RECORDS >>
use std::collections::HashMap;
use std::sync::Mutex;

use crate::domain::comment::{Comment, NewComment};
use crate::domain::course::CourseProject;
use crate::domain::like::LikeMeta;
use crate::domain::listing::CategoryFilter;
use crate::domain::profile::{NewProfile, Profile};
use crate::domain::project::{NewProject, Project, UpdateProject};
use crate::domain::types::{CommentBody, CommentId, CourseSlug, ProjectId, UserId};
use crate::repository::errors::RepositoryResult;
use crate::repository::{
    CommentReader, CommentWriter, CourseReader, CourseWriter, LikeReader, LikeWriter,
    ProfileReader, ProfileWriter, ProjectListQuery, ProjectReader, ProjectWriter,
};

/// Simple in-memory repository used for unit tests.
#[derive(Default)]
pub struct TestRepository {
    state: Mutex<State>,
}

#[derive(Default)]
struct State {
    projects: Vec<Project>,
    comments: Vec<Comment>,
    profiles: Vec<Profile>,
    project_likes: Vec<(ProjectId, UserId)>,
    comment_likes: Vec<(CommentId, UserId)>,
    course_projects: Vec<CourseProject>,
}

impl TestRepository {
    pub fn new(projects: Vec<Project>, comments: Vec<Comment>) -> Self {
        let repo = Self::default();
        {
            let mut state = repo.state.lock().unwrap();
            state.projects = projects;
            state.comments = comments;
        }
        repo
    }

    pub fn with_profiles(self, profiles: Vec<Profile>) -> Self {
        self.state.lock().unwrap().profiles = profiles;
        self
    }

    pub fn with_comment_likes(self, likes: Vec<(CommentId, UserId)>) -> Self {
        self.state.lock().unwrap().comment_likes = likes;
        self
    }

    pub fn with_project_likes(self, likes: Vec<(ProjectId, UserId)>) -> Self {
        self.state.lock().unwrap().project_likes = likes;
        self
    }

    pub fn with_course_links(self, links: Vec<CourseProject>) -> Self {
        self.state.lock().unwrap().course_projects = links;
        self
    }

    fn next_project_id(state: &State) -> i32 {
        state.projects.iter().map(|p| p.id.get()).max().unwrap_or(0) + 1
    }

    fn next_comment_id(state: &State) -> i32 {
        state.comments.iter().map(|c| c.id.get()).max().unwrap_or(0) + 1
    }
}

impl ProjectReader for TestRepository {
    fn list_projects(&self, query: ProjectListQuery) -> RepositoryResult<Vec<Project>> {
        let state = self.state.lock().unwrap();
        let mut items: Vec<Project> = state.projects.clone();
        match query.scope {
            CategoryFilter::All => {}
            CategoryFilter::Best => items.retain(|p| p.is_best),
            CategoryFilter::Only(category) => {
                items.retain(|p| p.category == Some(category));
            }
        }
        if let Some(owner) = &query.owner {
            items.retain(|p| &p.owner_id == owner);
        }
        items.sort_by(|a, b| b.created_at.cmp(&a.created_at));
        items.truncate(query.ceiling);
        Ok(items)
    }

    fn get_project_by_id(&self, id: ProjectId) -> RepositoryResult<Option<Project>> {
        let state = self.state.lock().unwrap();
        Ok(state.projects.iter().find(|p| p.id == id).cloned())
    }

    fn get_projects_by_ids(&self, ids: &[ProjectId]) -> RepositoryResult<Vec<Project>> {
        let state = self.state.lock().unwrap();
        Ok(state
            .projects
            .iter()
            .filter(|p| ids.contains(&p.id))
            .cloned()
            .collect())
    }
}

impl ProjectWriter for TestRepository {
    fn create_project(&self, project: &NewProject) -> RepositoryResult<Project> {
        let mut state = self.state.lock().unwrap();
        let id = ProjectId::new(Self::next_project_id(&state)).expect("positive id");
        let created = Project {
            id,
            owner_id: project.owner_id.clone(),
            title: project.title.clone(),
            description: project.description.clone(),
            category: project.category,
            subcategory: project.subcategory.clone(),
            tags: project.tags.clone(),
            is_hidden: false,
            is_best: false,
            views: 0,
            created_at: project.created_at,
            updated_at: project.updated_at,
        };
        state.projects.push(created.clone());
        Ok(created)
    }

    fn update_project(&self, id: ProjectId, update: &UpdateProject) -> RepositoryResult<usize> {
        let mut state = self.state.lock().unwrap();
        match state.projects.iter_mut().find(|p| p.id == id) {
            Some(project) => {
                project.title = update.title.clone();
                project.description = update.description.clone();
                project.category = update.category;
                project.subcategory = update.subcategory.clone();
                project.tags = update.tags.clone();
                Ok(1)
            }
            None => Ok(0),
        }
    }

    fn delete_project(&self, id: ProjectId) -> RepositoryResult<usize> {
        let mut state = self.state.lock().unwrap();
        let before = state.projects.len();
        state.projects.retain(|p| p.id != id);
        state.comments.retain(|c| c.project_id != id);
        state.project_likes.retain(|(pid, _)| *pid != id);
        state.course_projects.retain(|l| l.project_id != id);
        Ok(before - state.projects.len())
    }

    fn set_project_hidden(&self, id: ProjectId, hidden: bool) -> RepositoryResult<usize> {
        let mut state = self.state.lock().unwrap();
        match state.projects.iter_mut().find(|p| p.id == id) {
            Some(project) => {
                project.is_hidden = hidden;
                Ok(1)
            }
            None => Ok(0),
        }
    }

    fn set_project_best(&self, id: ProjectId, best: bool) -> RepositoryResult<usize> {
        let mut state = self.state.lock().unwrap();
        match state.projects.iter_mut().find(|p| p.id == id) {
            Some(project) => {
                project.is_best = best;
                Ok(1)
            }
            None => Ok(0),
        }
    }

    fn increment_project_views(&self, id: ProjectId) -> RepositoryResult<usize> {
        let mut state = self.state.lock().unwrap();
        match state.projects.iter_mut().find(|p| p.id == id) {
            Some(project) => {
                project.views += 1;
                Ok(1)
            }
            None => Ok(0),
        }
    }
}

impl CommentReader for TestRepository {
    fn list_comments(&self, project_id: ProjectId) -> RepositoryResult<Vec<Comment>> {
        let state = self.state.lock().unwrap();
        Ok(state
            .comments
            .iter()
            .filter(|c| c.project_id == project_id)
            .cloned()
            .collect())
    }

    fn get_comment_by_id(&self, id: CommentId) -> RepositoryResult<Option<Comment>> {
        let state = self.state.lock().unwrap();
        Ok(state.comments.iter().find(|c| c.id == id).cloned())
    }

    fn count_comments(
        &self,
        project_ids: &[ProjectId],
    ) -> RepositoryResult<HashMap<ProjectId, usize>> {
        let state = self.state.lock().unwrap();
        let mut counts = HashMap::new();
        for comment in &state.comments {
            if project_ids.contains(&comment.project_id) {
                *counts.entry(comment.project_id).or_insert(0) += 1;
            }
        }
        Ok(counts)
    }
}

impl CommentWriter for TestRepository {
    fn create_comment(&self, comment: &NewComment) -> RepositoryResult<Comment> {
        let mut state = self.state.lock().unwrap();
        let id = CommentId::new(Self::next_comment_id(&state)).expect("positive id");
        let created = Comment {
            id,
            project_id: comment.project_id,
            parent_id: comment.parent_id,
            author_id: comment.author_id.clone(),
            body: comment.body.clone(),
            created_at: comment.created_at,
            updated_at: comment.updated_at,
        };
        state.comments.push(created.clone());
        Ok(created)
    }

    fn update_comment(&self, id: CommentId, body: &CommentBody) -> RepositoryResult<usize> {
        let mut state = self.state.lock().unwrap();
        match state.comments.iter_mut().find(|c| c.id == id) {
            Some(comment) => {
                comment.body = body.clone();
                Ok(1)
            }
            None => Ok(0),
        }
    }

    fn delete_comment(&self, id: CommentId) -> RepositoryResult<usize> {
        let mut state = self.state.lock().unwrap();
        let before = state.comments.len();
        state.comments.retain(|c| c.id != id);
        state.comment_likes.retain(|(cid, _)| *cid != id);
        Ok(before - state.comments.len())
    }
}

impl LikeReader for TestRepository {
    fn count_project_likes(
        &self,
        project_ids: &[ProjectId],
    ) -> RepositoryResult<HashMap<ProjectId, usize>> {
        let state = self.state.lock().unwrap();
        let mut counts = HashMap::new();
        for (project_id, _) in &state.project_likes {
            if project_ids.contains(project_id) {
                *counts.entry(*project_id).or_insert(0) += 1;
            }
        }
        Ok(counts)
    }

    fn project_liked_by(&self, project_id: ProjectId, user_id: &UserId) -> RepositoryResult<bool> {
        let state = self.state.lock().unwrap();
        Ok(state
            .project_likes
            .iter()
            .any(|(pid, uid)| *pid == project_id && uid == user_id))
    }

    fn comment_like_meta(
        &self,
        comment_ids: &[CommentId],
        viewer: Option<&UserId>,
    ) -> RepositoryResult<HashMap<CommentId, LikeMeta>> {
        let state = self.state.lock().unwrap();
        let mut meta: HashMap<CommentId, LikeMeta> = HashMap::new();
        for (comment_id, user_id) in &state.comment_likes {
            if !comment_ids.contains(comment_id) {
                continue;
            }
            let entry = meta.entry(*comment_id).or_default();
            entry.count += 1;
            if viewer.is_some_and(|v| v == user_id) {
                entry.liked_by_viewer = true;
            }
        }
        Ok(meta)
    }
}

impl LikeWriter for TestRepository {
    fn toggle_project_like(
        &self,
        project_id: ProjectId,
        user_id: &UserId,
    ) -> RepositoryResult<bool> {
        let mut state = self.state.lock().unwrap();
        let before = state.project_likes.len();
        state
            .project_likes
            .retain(|(pid, uid)| !(*pid == project_id && uid == user_id));
        if state.project_likes.len() < before {
            return Ok(false);
        }
        state.project_likes.push((project_id, user_id.clone()));
        Ok(true)
    }

    fn toggle_comment_like(
        &self,
        comment_id: CommentId,
        user_id: &UserId,
    ) -> RepositoryResult<bool> {
        let mut state = self.state.lock().unwrap();
        let before = state.comment_likes.len();
        state
            .comment_likes
            .retain(|(cid, uid)| !(*cid == comment_id && uid == user_id));
        if state.comment_likes.len() < before {
            return Ok(false);
        }
        state.comment_likes.push((comment_id, user_id.clone()));
        Ok(true)
    }
}

impl ProfileReader for TestRepository {
    fn get_profile(&self, user_id: &UserId) -> RepositoryResult<Option<Profile>> {
        let state = self.state.lock().unwrap();
        Ok(state
            .profiles
            .iter()
            .find(|p| &p.user_id == user_id)
            .cloned())
    }

    fn list_profiles(&self, user_ids: &[UserId]) -> RepositoryResult<HashMap<UserId, Profile>> {
        let state = self.state.lock().unwrap();
        Ok(state
            .profiles
            .iter()
            .filter(|p| user_ids.contains(&p.user_id))
            .map(|p| (p.user_id.clone(), p.clone()))
            .collect())
    }
}

impl ProfileWriter for TestRepository {
    fn upsert_profile(&self, profile: &NewProfile) -> RepositoryResult<usize> {
        let mut state = self.state.lock().unwrap();
        if let Some(existing) = state
            .profiles
            .iter_mut()
            .find(|p| p.user_id == profile.user_id)
        {
            existing.display_name = profile.display_name.clone();
            existing.subcategory = profile.subcategory.clone();
        } else {
            state.profiles.push(Profile {
                user_id: profile.user_id.clone(),
                display_name: profile.display_name.clone(),
                subcategory: profile.subcategory.clone(),
                created_at: profile.created_at,
            });
        }
        Ok(1)
    }
}

impl CourseReader for TestRepository {
    fn list_course_projects(&self, course: &CourseSlug) -> RepositoryResult<Vec<CourseProject>> {
        let state = self.state.lock().unwrap();
        let mut links: Vec<CourseProject> = state
            .course_projects
            .iter()
            .filter(|l| &l.course_slug == course)
            .cloned()
            .collect();
        links.sort_by_key(|l| l.position);
        Ok(links)
    }
}

impl CourseWriter for TestRepository {
    fn attach_project(
        &self,
        course: &CourseSlug,
        project_id: ProjectId,
        position: i32,
    ) -> RepositoryResult<usize> {
        let mut state = self.state.lock().unwrap();
        if state
            .course_projects
            .iter()
            .any(|l| &l.course_slug == course && l.project_id == project_id)
        {
            return Ok(0);
        }
        state.course_projects.push(CourseProject {
            course_slug: course.clone(),
            project_id,
            position,
        });
        Ok(1)
    }

    fn detach_project(
        &self,
        course: &CourseSlug,
        project_id: ProjectId,
    ) -> RepositoryResult<usize> {
        let mut state = self.state.lock().unwrap();
        let before = state.course_projects.len();
        state
            .course_projects
            .retain(|l| !(&l.course_slug == course && l.project_id == project_id));
        Ok(before - state.course_projects.len())
    }

    fn set_positions(
        &self,
        course: &CourseSlug,
        positions: &[(ProjectId, i32)],
    ) -> RepositoryResult<usize> {
        let mut state = self.state.lock().unwrap();
        let mut affected = 0;
        for (project_id, position) in positions {
            if let Some(link) = state
                .course_projects
                .iter_mut()
                .find(|l| &l.course_slug == course && l.project_id == *project_id)
            {
                link.position = *position;
                affected += 1;
            }
        }
        Ok(affected)
    }
}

WHAT IS EXPECTED >> In the entries above, find each line containing the string "ProjectWriter" and copy it.

ANSWER BOX >>
    ProfileReader, ProfileWriter, ProjectListQuery, ProjectReader, ProjectWriter,
impl ProjectWriter for TestRepository {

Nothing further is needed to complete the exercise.